(Stored items)

--*--

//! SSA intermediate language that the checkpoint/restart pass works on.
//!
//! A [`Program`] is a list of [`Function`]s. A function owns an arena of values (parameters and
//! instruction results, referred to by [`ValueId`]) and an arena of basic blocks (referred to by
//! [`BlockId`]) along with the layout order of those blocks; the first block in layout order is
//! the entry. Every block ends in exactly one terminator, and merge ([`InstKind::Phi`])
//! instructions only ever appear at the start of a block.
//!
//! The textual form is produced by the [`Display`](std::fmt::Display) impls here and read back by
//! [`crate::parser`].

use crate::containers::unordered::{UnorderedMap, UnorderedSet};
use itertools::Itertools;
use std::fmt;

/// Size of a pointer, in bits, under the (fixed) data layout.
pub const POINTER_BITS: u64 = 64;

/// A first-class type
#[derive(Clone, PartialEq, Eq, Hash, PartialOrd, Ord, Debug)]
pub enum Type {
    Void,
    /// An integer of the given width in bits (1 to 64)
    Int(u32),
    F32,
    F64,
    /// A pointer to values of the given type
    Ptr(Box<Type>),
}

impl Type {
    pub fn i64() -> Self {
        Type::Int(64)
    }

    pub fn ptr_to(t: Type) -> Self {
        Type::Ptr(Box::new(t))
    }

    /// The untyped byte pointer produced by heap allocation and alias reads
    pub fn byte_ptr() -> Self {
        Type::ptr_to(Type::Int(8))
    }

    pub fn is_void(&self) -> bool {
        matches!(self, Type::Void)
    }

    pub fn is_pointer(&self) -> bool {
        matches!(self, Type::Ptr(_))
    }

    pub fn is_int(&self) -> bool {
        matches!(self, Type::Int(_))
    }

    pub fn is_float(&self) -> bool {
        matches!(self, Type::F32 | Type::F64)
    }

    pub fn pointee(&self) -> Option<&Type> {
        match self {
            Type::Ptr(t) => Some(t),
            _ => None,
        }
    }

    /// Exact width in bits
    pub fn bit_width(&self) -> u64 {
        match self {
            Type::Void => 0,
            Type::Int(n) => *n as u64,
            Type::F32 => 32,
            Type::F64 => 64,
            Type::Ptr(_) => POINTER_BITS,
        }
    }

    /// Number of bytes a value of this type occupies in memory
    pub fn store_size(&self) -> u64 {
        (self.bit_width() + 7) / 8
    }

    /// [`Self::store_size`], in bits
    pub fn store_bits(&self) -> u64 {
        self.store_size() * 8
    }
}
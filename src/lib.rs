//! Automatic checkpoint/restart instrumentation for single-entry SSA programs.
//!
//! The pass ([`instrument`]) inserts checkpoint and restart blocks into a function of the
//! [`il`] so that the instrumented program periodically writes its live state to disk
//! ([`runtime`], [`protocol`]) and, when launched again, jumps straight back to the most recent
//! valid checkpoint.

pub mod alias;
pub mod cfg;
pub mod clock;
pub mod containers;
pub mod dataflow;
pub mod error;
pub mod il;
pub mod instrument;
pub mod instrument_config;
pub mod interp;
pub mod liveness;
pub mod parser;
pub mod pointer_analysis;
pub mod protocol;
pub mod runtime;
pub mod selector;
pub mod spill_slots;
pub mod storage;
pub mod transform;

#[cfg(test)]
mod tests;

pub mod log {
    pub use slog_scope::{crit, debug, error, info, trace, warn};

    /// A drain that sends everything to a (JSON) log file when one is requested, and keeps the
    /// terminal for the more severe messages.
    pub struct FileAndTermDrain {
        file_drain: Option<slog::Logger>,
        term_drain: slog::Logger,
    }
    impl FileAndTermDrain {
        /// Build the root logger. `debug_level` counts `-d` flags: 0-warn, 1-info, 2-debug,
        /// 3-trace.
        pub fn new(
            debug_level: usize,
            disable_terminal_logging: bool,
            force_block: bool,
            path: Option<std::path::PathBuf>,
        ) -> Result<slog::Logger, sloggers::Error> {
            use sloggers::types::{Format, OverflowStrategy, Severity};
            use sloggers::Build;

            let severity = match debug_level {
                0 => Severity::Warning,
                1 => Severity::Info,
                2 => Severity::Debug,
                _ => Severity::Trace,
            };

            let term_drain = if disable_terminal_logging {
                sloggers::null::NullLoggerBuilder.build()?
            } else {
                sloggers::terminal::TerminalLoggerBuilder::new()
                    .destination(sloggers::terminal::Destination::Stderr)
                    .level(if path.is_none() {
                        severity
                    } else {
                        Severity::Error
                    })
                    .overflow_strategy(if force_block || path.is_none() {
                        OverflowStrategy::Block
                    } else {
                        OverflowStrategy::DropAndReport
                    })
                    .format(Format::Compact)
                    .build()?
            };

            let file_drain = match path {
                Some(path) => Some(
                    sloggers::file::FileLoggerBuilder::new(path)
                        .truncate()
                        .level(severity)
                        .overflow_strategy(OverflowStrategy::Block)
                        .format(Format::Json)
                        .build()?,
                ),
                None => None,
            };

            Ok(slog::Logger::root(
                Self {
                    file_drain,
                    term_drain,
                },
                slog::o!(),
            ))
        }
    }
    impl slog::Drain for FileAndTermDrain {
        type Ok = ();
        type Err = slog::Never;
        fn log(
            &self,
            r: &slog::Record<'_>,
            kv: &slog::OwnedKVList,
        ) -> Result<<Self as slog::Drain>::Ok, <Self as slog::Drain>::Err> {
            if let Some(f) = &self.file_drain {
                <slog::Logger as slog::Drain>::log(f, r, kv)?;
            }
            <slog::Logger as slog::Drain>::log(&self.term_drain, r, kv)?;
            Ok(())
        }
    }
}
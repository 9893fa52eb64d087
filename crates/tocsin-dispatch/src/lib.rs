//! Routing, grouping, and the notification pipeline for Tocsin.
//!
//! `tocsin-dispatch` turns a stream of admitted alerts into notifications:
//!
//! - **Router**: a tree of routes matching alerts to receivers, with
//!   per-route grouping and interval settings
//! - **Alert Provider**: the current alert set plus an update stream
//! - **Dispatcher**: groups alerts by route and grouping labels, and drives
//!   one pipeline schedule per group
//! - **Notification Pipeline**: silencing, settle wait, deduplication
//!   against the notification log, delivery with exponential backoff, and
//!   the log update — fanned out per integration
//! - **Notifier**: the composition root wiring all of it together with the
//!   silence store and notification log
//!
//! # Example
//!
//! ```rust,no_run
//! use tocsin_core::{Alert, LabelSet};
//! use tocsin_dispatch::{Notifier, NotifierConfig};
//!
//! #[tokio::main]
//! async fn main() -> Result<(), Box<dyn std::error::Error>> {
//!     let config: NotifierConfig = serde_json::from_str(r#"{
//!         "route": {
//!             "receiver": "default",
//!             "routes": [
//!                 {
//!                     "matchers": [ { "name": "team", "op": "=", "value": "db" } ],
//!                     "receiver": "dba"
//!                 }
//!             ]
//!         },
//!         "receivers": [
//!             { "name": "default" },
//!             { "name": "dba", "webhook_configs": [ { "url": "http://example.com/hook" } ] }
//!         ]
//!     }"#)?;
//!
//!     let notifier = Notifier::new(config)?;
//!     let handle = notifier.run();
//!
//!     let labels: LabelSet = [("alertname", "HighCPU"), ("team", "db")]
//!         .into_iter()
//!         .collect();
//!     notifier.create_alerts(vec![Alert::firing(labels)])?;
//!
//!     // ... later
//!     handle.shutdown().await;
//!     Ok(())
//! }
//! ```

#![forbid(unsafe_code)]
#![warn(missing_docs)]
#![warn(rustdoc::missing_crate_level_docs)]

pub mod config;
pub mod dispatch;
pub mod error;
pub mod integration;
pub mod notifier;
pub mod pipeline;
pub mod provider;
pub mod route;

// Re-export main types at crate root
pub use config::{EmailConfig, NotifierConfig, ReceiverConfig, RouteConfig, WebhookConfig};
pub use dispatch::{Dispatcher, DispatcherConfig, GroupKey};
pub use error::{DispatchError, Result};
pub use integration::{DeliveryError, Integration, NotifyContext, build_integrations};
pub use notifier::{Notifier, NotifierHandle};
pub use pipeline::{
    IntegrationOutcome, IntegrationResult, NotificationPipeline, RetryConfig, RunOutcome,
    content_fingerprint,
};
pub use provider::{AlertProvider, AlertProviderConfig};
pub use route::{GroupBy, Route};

--*--

Go through the data and return each line where the word "Format" appears.

            use sloggers::types::{Format, OverflowStrategy, Severity};
                    .format(Format::Compact)
                        .format(Format::Json)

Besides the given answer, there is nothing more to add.